EXERCISE OBJECTIVE = Which lines below contain "Lazy"? Copy every one of them.
[RECORDS SHOWN — start]
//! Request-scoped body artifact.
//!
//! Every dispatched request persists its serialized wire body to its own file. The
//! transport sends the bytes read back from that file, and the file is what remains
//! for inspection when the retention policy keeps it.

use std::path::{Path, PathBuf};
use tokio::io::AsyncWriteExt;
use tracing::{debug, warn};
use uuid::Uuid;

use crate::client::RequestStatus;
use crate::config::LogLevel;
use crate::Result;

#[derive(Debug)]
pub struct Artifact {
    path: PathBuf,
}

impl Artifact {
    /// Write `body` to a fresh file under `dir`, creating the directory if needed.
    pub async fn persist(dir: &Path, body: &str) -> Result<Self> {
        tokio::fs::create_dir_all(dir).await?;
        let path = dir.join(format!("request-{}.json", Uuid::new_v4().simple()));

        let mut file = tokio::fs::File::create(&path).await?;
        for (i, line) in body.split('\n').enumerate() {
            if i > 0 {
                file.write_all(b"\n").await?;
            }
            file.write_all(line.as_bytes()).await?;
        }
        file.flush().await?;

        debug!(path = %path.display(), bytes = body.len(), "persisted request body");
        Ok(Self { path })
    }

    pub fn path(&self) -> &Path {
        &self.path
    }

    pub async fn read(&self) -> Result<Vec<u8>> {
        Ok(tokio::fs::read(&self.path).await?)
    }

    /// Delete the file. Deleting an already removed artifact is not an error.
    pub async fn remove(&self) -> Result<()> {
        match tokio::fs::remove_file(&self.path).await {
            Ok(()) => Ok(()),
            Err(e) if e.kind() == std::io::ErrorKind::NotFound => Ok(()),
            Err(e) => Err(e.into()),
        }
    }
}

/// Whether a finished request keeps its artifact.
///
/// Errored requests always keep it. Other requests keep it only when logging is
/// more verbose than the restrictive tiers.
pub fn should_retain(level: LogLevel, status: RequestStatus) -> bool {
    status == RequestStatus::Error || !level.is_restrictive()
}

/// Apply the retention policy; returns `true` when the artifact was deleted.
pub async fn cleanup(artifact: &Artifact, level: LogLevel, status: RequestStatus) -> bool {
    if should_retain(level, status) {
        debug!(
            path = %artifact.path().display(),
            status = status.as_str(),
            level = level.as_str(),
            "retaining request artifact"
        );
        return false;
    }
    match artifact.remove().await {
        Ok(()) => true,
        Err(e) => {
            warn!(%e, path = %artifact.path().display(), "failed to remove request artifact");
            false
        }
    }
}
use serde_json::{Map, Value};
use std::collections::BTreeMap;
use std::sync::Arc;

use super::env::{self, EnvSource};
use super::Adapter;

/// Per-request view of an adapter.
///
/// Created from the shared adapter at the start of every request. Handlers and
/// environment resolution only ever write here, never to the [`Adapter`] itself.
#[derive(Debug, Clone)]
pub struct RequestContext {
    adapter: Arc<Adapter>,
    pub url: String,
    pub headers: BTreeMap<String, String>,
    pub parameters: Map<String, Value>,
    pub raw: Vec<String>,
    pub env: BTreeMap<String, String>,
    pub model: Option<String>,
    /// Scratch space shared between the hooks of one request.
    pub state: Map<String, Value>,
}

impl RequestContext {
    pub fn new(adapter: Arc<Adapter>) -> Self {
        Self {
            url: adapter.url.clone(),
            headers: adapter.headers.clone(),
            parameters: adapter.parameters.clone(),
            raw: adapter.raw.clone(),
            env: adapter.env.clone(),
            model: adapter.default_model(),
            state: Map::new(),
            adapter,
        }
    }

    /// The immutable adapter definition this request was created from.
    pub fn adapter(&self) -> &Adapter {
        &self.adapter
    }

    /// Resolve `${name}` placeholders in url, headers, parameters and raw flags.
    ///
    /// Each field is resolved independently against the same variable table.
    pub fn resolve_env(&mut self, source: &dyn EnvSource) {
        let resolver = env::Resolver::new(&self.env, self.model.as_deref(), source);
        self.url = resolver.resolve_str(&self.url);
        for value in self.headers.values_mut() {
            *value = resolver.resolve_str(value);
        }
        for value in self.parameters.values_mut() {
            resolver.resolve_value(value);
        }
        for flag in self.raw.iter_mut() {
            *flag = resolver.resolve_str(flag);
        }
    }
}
[RECORDS SHOWN — finish]
[RECORDS SHOWN — start]
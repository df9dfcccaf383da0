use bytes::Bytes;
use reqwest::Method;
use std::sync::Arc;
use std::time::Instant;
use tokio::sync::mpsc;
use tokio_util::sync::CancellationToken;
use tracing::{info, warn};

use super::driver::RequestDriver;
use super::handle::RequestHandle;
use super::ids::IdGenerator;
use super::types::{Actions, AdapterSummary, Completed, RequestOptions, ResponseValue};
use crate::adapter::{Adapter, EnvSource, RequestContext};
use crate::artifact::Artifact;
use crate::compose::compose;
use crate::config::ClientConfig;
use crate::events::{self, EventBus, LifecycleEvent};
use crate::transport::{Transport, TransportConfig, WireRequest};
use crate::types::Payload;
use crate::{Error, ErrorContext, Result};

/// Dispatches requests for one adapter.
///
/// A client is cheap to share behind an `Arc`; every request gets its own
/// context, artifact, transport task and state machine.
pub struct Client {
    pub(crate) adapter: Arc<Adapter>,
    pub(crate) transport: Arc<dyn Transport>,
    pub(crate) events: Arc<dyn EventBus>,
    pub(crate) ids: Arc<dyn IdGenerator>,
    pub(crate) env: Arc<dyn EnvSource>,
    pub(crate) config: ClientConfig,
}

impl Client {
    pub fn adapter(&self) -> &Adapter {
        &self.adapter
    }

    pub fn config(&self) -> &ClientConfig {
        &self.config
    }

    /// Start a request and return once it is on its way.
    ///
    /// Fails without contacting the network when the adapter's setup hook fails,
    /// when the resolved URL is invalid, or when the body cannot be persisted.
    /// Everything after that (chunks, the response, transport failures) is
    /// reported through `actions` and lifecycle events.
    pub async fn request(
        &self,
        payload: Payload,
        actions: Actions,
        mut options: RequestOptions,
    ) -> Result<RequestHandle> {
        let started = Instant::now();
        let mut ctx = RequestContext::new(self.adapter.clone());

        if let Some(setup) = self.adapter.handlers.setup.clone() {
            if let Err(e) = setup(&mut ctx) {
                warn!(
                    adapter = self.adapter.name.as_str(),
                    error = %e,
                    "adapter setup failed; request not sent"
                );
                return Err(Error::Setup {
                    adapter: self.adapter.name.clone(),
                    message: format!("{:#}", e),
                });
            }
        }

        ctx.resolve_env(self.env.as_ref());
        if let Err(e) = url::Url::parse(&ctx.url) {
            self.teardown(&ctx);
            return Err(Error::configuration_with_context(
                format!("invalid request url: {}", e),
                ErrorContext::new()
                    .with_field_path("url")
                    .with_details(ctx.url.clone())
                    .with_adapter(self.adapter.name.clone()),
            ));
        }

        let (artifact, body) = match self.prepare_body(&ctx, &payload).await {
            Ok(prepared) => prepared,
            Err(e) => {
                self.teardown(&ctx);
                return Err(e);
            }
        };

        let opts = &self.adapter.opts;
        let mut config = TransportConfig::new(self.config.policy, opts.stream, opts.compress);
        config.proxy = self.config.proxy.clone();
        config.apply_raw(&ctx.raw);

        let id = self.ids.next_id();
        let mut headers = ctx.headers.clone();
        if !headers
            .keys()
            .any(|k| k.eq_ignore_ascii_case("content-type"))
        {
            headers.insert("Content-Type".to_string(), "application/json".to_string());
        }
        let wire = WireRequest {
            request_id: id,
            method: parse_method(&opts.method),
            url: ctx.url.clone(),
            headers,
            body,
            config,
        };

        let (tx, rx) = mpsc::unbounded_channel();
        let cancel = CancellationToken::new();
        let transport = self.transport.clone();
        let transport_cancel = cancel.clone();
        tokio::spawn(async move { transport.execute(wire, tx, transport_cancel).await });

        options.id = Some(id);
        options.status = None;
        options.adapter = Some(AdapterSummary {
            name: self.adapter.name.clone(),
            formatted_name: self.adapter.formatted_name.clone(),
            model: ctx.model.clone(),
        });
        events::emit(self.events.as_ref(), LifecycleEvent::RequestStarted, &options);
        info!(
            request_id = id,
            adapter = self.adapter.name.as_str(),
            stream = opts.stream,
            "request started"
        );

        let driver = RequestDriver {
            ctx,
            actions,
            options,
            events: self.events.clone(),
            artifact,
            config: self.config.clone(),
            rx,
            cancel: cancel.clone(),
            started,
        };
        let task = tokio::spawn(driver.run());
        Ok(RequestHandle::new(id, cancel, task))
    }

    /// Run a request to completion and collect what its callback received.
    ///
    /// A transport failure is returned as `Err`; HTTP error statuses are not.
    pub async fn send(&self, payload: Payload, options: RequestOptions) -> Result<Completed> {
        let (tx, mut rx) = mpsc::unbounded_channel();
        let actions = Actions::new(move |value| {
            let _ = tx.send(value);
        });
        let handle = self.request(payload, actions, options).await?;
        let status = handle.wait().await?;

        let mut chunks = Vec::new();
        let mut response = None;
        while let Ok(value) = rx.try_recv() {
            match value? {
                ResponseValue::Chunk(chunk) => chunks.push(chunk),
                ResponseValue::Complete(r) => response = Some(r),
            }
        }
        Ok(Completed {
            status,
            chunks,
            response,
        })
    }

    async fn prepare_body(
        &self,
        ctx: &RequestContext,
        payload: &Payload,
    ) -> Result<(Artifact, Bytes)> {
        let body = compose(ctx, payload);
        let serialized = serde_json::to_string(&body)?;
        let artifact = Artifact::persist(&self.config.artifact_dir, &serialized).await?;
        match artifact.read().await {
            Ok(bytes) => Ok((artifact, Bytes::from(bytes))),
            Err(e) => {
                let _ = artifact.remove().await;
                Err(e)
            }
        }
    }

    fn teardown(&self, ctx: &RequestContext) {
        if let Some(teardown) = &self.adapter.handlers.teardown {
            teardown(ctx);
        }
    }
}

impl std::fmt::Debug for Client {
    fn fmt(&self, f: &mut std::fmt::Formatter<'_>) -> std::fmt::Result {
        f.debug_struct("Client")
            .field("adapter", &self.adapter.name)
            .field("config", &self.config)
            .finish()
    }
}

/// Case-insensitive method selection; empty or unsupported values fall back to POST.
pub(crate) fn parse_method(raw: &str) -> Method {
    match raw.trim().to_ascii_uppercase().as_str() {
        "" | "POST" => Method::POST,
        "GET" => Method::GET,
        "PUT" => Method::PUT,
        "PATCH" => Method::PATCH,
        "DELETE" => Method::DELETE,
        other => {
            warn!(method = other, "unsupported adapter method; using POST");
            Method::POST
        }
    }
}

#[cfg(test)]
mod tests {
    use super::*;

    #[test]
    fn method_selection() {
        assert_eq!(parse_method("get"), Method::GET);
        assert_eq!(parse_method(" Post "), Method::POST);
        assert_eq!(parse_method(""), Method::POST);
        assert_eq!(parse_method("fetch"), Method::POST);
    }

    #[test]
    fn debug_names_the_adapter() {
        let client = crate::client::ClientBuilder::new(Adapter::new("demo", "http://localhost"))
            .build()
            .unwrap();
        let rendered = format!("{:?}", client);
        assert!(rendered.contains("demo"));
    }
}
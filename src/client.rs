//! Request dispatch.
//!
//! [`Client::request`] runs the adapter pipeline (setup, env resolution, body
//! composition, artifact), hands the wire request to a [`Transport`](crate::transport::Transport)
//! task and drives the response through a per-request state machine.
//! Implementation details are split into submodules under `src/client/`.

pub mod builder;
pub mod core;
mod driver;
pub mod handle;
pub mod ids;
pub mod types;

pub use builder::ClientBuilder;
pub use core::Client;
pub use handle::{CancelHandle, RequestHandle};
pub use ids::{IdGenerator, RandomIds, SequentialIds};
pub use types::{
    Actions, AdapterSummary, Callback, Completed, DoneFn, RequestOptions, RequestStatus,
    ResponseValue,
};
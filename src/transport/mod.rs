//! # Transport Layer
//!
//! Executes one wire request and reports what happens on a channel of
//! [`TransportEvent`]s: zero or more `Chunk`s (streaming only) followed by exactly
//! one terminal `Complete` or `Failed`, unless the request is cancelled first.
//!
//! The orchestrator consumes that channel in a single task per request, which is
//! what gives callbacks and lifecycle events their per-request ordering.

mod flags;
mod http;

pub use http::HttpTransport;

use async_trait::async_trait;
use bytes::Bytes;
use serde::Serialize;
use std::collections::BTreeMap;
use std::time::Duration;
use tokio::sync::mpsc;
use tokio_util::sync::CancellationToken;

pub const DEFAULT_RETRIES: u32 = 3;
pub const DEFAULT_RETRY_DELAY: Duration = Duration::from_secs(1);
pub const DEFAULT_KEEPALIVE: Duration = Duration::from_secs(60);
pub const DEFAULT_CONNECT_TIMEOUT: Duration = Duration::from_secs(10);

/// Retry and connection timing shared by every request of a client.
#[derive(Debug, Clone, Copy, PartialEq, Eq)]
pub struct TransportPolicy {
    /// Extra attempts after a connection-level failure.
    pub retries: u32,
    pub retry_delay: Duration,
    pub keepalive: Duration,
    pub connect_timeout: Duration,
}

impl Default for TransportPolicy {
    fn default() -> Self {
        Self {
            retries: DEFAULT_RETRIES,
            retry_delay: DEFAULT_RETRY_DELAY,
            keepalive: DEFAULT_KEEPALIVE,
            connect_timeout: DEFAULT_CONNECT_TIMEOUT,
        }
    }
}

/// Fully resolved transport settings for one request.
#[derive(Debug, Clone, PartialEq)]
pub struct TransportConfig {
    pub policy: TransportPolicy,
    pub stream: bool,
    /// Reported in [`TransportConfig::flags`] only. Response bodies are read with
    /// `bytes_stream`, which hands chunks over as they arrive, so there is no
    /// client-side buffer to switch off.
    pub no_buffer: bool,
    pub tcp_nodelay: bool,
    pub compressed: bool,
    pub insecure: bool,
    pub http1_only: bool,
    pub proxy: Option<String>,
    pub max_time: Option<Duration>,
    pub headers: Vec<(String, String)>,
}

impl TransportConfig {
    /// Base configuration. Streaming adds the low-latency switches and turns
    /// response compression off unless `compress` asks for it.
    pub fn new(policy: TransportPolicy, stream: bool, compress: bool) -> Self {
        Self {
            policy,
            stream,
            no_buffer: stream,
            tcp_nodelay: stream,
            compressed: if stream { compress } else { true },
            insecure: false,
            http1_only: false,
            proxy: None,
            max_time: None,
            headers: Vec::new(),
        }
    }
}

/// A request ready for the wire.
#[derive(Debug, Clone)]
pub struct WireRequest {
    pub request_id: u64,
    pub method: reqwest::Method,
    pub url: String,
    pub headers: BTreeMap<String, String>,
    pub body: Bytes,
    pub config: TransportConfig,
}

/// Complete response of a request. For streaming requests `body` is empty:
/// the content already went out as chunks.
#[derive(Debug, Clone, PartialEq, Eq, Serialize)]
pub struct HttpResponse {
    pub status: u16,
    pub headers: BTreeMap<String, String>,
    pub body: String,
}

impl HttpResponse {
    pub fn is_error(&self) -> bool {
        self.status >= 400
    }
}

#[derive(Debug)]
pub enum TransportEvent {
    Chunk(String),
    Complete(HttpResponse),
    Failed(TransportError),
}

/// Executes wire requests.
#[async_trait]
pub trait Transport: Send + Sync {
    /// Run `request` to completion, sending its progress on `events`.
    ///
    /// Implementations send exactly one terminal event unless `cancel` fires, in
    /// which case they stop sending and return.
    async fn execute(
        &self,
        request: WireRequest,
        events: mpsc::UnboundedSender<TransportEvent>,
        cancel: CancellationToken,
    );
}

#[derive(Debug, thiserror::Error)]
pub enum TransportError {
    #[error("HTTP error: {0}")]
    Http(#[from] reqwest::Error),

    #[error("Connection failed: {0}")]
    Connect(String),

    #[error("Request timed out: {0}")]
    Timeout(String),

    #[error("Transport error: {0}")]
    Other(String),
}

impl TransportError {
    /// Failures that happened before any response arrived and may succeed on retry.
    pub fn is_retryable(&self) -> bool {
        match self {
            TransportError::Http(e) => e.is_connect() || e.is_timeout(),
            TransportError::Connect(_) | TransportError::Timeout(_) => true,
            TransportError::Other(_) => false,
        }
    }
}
[RECORDS SHOWN — finish]
[RECORDS SHOWN — start]
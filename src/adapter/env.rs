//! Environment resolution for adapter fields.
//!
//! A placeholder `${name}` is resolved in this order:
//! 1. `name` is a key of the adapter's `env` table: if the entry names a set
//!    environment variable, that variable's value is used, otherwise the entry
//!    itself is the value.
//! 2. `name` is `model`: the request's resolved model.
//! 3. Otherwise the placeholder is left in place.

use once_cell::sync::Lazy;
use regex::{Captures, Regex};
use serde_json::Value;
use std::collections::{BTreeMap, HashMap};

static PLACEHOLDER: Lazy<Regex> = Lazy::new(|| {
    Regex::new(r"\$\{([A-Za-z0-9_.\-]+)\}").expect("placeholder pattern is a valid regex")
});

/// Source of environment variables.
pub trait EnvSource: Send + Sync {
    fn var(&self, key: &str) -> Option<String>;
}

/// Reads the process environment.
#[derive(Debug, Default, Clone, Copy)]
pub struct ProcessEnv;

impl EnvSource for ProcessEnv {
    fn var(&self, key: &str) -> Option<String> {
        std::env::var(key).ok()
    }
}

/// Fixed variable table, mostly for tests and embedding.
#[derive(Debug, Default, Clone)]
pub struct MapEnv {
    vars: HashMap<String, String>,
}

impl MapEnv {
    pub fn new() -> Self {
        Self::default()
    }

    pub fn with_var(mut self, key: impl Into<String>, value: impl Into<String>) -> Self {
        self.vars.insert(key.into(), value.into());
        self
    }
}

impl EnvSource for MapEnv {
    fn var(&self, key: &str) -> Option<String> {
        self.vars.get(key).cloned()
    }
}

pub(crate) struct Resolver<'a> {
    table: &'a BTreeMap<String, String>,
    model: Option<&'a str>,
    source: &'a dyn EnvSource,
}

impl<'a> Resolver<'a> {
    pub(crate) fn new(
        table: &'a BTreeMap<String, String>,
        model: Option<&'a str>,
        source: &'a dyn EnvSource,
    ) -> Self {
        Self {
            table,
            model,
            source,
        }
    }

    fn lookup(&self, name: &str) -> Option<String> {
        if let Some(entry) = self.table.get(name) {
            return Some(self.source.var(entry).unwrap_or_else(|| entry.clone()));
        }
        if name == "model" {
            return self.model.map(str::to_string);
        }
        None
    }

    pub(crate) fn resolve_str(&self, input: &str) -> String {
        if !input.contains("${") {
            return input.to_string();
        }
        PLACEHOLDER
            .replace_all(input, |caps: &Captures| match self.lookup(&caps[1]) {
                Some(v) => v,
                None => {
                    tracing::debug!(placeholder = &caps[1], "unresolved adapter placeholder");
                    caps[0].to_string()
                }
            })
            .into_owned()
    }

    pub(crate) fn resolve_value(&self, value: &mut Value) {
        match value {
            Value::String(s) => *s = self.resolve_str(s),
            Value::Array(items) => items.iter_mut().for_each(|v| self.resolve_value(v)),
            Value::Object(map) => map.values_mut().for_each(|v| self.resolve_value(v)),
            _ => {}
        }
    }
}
[RECORDS SHOWN — finish]
RESULT OF THE TASK =
use once_cell::sync::Lazy;
static PLACEHOLDER: Lazy<Regex> = Lazy::new(|| {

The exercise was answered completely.